Problem to solve >> Transcribe each record exactly. Include every one.

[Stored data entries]
☆ ☆ ☆ ☆

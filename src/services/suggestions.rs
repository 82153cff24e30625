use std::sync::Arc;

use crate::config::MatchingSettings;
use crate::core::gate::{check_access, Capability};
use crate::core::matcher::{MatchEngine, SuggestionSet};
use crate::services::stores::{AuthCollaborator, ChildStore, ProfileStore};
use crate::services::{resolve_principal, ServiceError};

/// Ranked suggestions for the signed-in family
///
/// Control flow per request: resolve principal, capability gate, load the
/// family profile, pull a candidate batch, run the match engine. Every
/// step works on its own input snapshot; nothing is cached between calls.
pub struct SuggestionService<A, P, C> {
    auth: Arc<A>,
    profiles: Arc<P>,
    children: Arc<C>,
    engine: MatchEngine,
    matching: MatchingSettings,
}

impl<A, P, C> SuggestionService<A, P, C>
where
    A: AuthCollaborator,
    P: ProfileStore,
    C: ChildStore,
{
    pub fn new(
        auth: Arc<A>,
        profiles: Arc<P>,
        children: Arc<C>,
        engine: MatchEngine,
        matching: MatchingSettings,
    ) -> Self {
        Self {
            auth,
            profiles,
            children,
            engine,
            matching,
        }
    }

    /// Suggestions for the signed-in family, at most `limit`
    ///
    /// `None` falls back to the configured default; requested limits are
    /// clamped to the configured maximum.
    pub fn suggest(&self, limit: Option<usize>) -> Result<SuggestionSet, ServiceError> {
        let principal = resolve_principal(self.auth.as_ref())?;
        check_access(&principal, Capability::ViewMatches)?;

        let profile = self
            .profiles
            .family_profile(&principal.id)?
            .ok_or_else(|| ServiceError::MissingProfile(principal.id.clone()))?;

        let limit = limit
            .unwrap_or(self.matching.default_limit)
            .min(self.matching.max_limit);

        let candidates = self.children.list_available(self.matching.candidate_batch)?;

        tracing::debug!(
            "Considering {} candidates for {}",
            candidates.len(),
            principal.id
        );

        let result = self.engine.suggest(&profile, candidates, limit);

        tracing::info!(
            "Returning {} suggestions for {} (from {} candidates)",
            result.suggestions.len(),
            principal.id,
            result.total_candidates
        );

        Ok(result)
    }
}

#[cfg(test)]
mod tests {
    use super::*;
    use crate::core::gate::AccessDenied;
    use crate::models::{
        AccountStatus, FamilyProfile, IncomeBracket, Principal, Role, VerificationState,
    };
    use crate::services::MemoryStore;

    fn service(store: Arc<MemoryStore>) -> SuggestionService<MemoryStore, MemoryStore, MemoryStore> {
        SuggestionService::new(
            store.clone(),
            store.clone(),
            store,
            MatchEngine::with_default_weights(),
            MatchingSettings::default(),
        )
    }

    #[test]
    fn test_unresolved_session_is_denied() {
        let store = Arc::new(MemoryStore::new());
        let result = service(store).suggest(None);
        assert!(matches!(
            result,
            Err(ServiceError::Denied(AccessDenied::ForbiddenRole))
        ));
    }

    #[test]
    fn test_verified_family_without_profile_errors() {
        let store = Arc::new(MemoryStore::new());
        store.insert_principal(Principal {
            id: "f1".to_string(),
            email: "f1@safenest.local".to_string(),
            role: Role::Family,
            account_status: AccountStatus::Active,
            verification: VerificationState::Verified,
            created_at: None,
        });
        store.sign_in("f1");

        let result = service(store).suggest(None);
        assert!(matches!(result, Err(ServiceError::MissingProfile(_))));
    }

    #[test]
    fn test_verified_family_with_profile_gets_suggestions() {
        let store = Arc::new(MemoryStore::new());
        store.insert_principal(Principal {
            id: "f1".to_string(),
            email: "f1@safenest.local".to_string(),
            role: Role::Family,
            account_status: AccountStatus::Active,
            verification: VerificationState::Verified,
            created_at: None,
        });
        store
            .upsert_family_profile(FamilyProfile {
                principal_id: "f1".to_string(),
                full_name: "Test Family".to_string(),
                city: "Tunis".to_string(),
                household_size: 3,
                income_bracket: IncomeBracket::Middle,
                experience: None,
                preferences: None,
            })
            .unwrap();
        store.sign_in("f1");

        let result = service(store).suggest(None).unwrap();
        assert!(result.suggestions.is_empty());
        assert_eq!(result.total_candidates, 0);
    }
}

☆ ☆ ☆ ☆

Reply >>
filename src/services/suggestions.rs
repository 82153cff24e30625
use std::sync::Arc;

use crate::config::MatchingSettings;
use crate::core::gate::{check_access, Capability};
use crate::core::matcher::{MatchEngine, SuggestionSet};
use crate::services::stores::{AuthCollaborator, ChildStore, ProfileStore};
use crate::services::{resolve_principal, ServiceError};

/// Ranked suggestions for the signed-in family
///
/// Control flow per request: resolve principal, capability gate, load the
/// family profile, pull a candidate batch, run the match engine. Every
/// step works on its own input snapshot; nothing is cached between calls.
pub struct SuggestionService<A, P, C> {
    auth: Arc<A>,
    profiles: Arc<P>,
    children: Arc<C>,
    engine: MatchEngine,
    matching: MatchingSettings,
}

impl<A, P, C> SuggestionService<A, P, C>
where
    A: AuthCollaborator,
    P: ProfileStore,
    C: ChildStore,
{
    pub fn new(
        auth: Arc<A>,
        profiles: Arc<P>,
        children: Arc<C>,
        engine: MatchEngine,
        matching: MatchingSettings,
    ) -> Self {
        Self {
            auth,
            profiles,
            children,
            engine,
            matching,
        }
    }

    /// Suggestions for the signed-in family, at most `limit`
    ///
    /// `None` falls back to the configured default; requested limits are
    /// clamped to the configured maximum.
    pub fn suggest(&self, limit: Option<usize>) -> Result<SuggestionSet, ServiceError> {
        let principal = resolve_principal(self.auth.as_ref())?;
        check_access(&principal, Capability::ViewMatches)?;

        let profile = self
            .profiles
            .family_profile(&principal.id)?
            .ok_or_else(|| ServiceError::MissingProfile(principal.id.clone()))?;

        let limit = limit
            .unwrap_or(self.matching.default_limit)
            .min(self.matching.max_limit);

        let candidates = self.children.list_available(self.matching.candidate_batch)?;

        tracing::debug!(
            "Considering {} candidates for {}",
            candidates.len(),
            principal.id
        );

        let result = self.engine.suggest(&profile, candidates, limit);

        tracing::info!(
            "Returning {} suggestions for {} (from {} candidates)",
            result.suggestions.len(),
            principal.id,
            result.total_candidates
        );

        Ok(result)
    }
}

#[cfg(test)]
mod tests {
    use super::*;
    use crate::core::gate::AccessDenied;
    use crate::models::{
        AccountStatus, FamilyProfile, IncomeBracket, Principal, Role, VerificationState,
    };
    use crate::services::MemoryStore;

    fn service(store: Arc<MemoryStore>) -> SuggestionService<MemoryStore, MemoryStore, MemoryStore> {
        SuggestionService::new(
            store.clone(),
            store.clone(),
            store,
            MatchEngine::with_default_weights(),
            MatchingSettings::default(),
        )
    }

    #[test]
    fn test_unresolved_session_is_denied() {
        let store = Arc::new(MemoryStore::new());
        let result = service(store).suggest(None);
        assert!(matches!(
            result,
            Err(ServiceError::Denied(AccessDenied::ForbiddenRole))
        ));
    }

    #[test]
    fn test_verified_family_without_profile_errors() {
        let store = Arc::new(MemoryStore::new());
        store.insert_principal(Principal {
            id: "f1".to_string(),
            email: "f1@safenest.local".to_string(),
            role: Role::Family,
            account_status: AccountStatus::Active,
            verification: VerificationState::Verified,
            created_at: None,
        });
        store.sign_in("f1");

        let result = service(store).suggest(None);
        assert!(matches!(result, Err(ServiceError::MissingProfile(_))));
    }

    #[test]
    fn test_verified_family_with_profile_gets_suggestions() {
        let store = Arc::new(MemoryStore::new());
        store.insert_principal(Principal {
            id: "f1".to_string(),
            email: "f1@safenest.local".to_string(),
            role: Role::Family,
            account_status: AccountStatus::Active,
            verification: VerificationState::Verified,
            created_at: None,
        });
        store
            .upsert_family_profile(FamilyProfile {
                principal_id: "f1".to_string(),
                full_name: "Test Family".to_string(),
                city: "Tunis".to_string(),
                household_size: 3,
                income_bracket: IncomeBracket::Middle,
                experience: None,
                preferences: None,
            })
            .unwrap();
        store.sign_in("f1");

        let result = service(store).suggest(None).unwrap();
        assert!(result.suggestions.is_empty());
        assert_eq!(result.total_candidates, 0);
    }
}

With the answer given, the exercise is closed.